Hace unos años, algunos entrenadores y deportistas llevaron su experiencia y modo de trabajo a la gestión empresarial, así como sus metodologías de trabajo y de seguimiento. Se escribieron bastantes libros sobre el tema. Palabras como el coaching, el entrenamiento y el balance scorecard empezaron a ser pan de cada día en las empresas con buenos resultados.
El trabajo, el acondicionamiento y la disciplina que debe tener un deportista de alto rendimiento son muy superiores. Se necesita mucho esfuerzo para estar en la élite, mucho más del que necesita un ejecutivo para ser sobresaliente. Por eso llevar de la cancha deportiva a la empresa esta metodología resultó exitoso.
Los equipos de alto desempeño en las compañías se acostumbraron rápidamente a que los grupos tuvieran un coach, a trabajar en equipo y, sobre todo, al modelo de seguimiento del balance scorecard. Allí se lleva el día a día del trabajo que debe hacer cada individuo frente al presupuesto.
Para poder acomodar este modelo en las empresas, es indispensable que exista la posibilidad de que una parte de la remuneración sea variable y se entregue por resultados frente al presupuesto. Cada individuo que tiene una meta sabe que si la cumple o la sobrepasa, va a recibir algo adicional por su buen desempeño. Se puede dar el caso de que lo entregado adicionalmente no sea en dinero, sino en especie. Temas como un día libre, un viaje o un regalo o reconocimiento son usuales en esto.
Toda esta metodología es incompatible con el sector público. En ese trabajo, la remuneración variable por resultados es muy escasa, casi nula. Es por eso, en parte, que la productividad en ese sector es mucho menor que la del sector privado.
Cuando vemos que durante el gobierno de Gustavo Petro se crearon más de 900.000 nuevos puestos de trabajo en el sector público, puede uno ver la destrucción de valor tan grande que se generó. La gran mayoría de estos cargos estaban doblados. O sea que ya existían y no se necesitaban, no tenían presupuesto ni gestión medible y mucho menos podían tener estas personas pasión por su trabajo. Eran simplemente una corbata más.

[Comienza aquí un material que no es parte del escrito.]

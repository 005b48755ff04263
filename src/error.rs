pub type Result<T, E = Error> = std::result::Result<T, E>;

#[derive(Debug, thiserror::Error)]
pub enum Error {
    #[error("Invalid argument: {0}")]
    InvalidArgument(String),
    #[error("Course not found: {0}")]
    CourseNotFound(String),
    #[error("Module not found: {0}")]
    ModuleNotFound(String),
    #[error("Lesson not found: {0}")]
    LessonNotFound(String),
    #[error("No enrollment for student {student_id} in course {course_id}")]
    EnrollmentNotFound {
        student_id: String,
        course_id: String,
    },
    #[error("Incorrect unlock code for lesson {0}")]
    IncorrectUnlockCode(String),
    #[error("Lesson {0} is not unlocked for this enrollment")]
    LessonLocked(String),
    #[error("Assistant run did not finish within {attempts} status checks")]
    RunTimeout { attempts: u32 },
    #[error("Assistant run failed: {0}")]
    RunFailed(String),
    #[error("Assistant returned no usable response")]
    NoResponse,
    #[error("Internal error: {0}")]
    Internal(#[from] anyhow::Error),
}

impl Error {
    /// Backend-originated failures the caller may retry by resubmitting
    /// the same message. Everything else is either caller-correctable or
    /// a data/configuration problem.
    pub fn is_retryable(&self) -> bool {
        matches!(
            self,
            Error::RunTimeout { .. } | Error::RunFailed(_) | Error::NoResponse
        )
    }

    /// Message safe to surface to the student. `Internal` is deliberately
    /// generic; the detail stays in the logs.
    pub fn user_message(&self) -> String {
        match self {
            Error::InvalidArgument(msg) => format!("Invalid request: {msg}"),
            Error::CourseNotFound(_) | Error::ModuleNotFound(_) | Error::LessonNotFound(_) => {
                "The requested course content could not be found. Please contact support."
                    .to_string()
            }
            Error::EnrollmentNotFound { .. } => {
                "You are not enrolled in this course.".to_string()
            }
            Error::IncorrectUnlockCode(_) => {
                "Incorrect unlock code. Please try again.".to_string()
            }
            Error::LessonLocked(_) => {
                "This lesson is not unlocked yet. Complete the previous lesson first.".to_string()
            }
            Error::RunTimeout { .. } | Error::RunFailed(_) | Error::NoResponse => {
                "The AI tutor could not answer right now. Please resend your message.".to_string()
            }
            Error::Internal(_) => "Something went wrong. Please try again later.".to_string(),
        }
    }
}

impl From<sqlx::Error> for Error {
    fn from(e: sqlx::Error) -> Self {
        Error::Internal(e.into())
    }
}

El aumento de la deuda del gobierno como porcentaje del PIB llegó al 61 %, dato nunca antes visto. La mayoría de esa deuda se fue a gastos de funcionamiento, a grasa. No existen prácticamente obras de infraestructura para mostrar; nada de lo que se comprometieron lo sacaron adelante. Créanme que yo sí quería ver ese túnel bajo Soacha de la Autopista Sur o el tren elevado desde Buenaventura hasta Barranquilla. Pero estos solo se construyeron en la mente de Petro. Ni qué pensar de la cantidad de universidades, colegios, aeropuertos que dijo iba a construir, y nada de eso pasó.
Por todo lo anterior, así no les guste a los socialistas, entre más pequeño sea el Estado y más fuerte la iniciativa privada, existen mejores probabilidades de desarrollo económico, de empleo formal mejor remunerado y óptimas condiciones de vida en general de la población.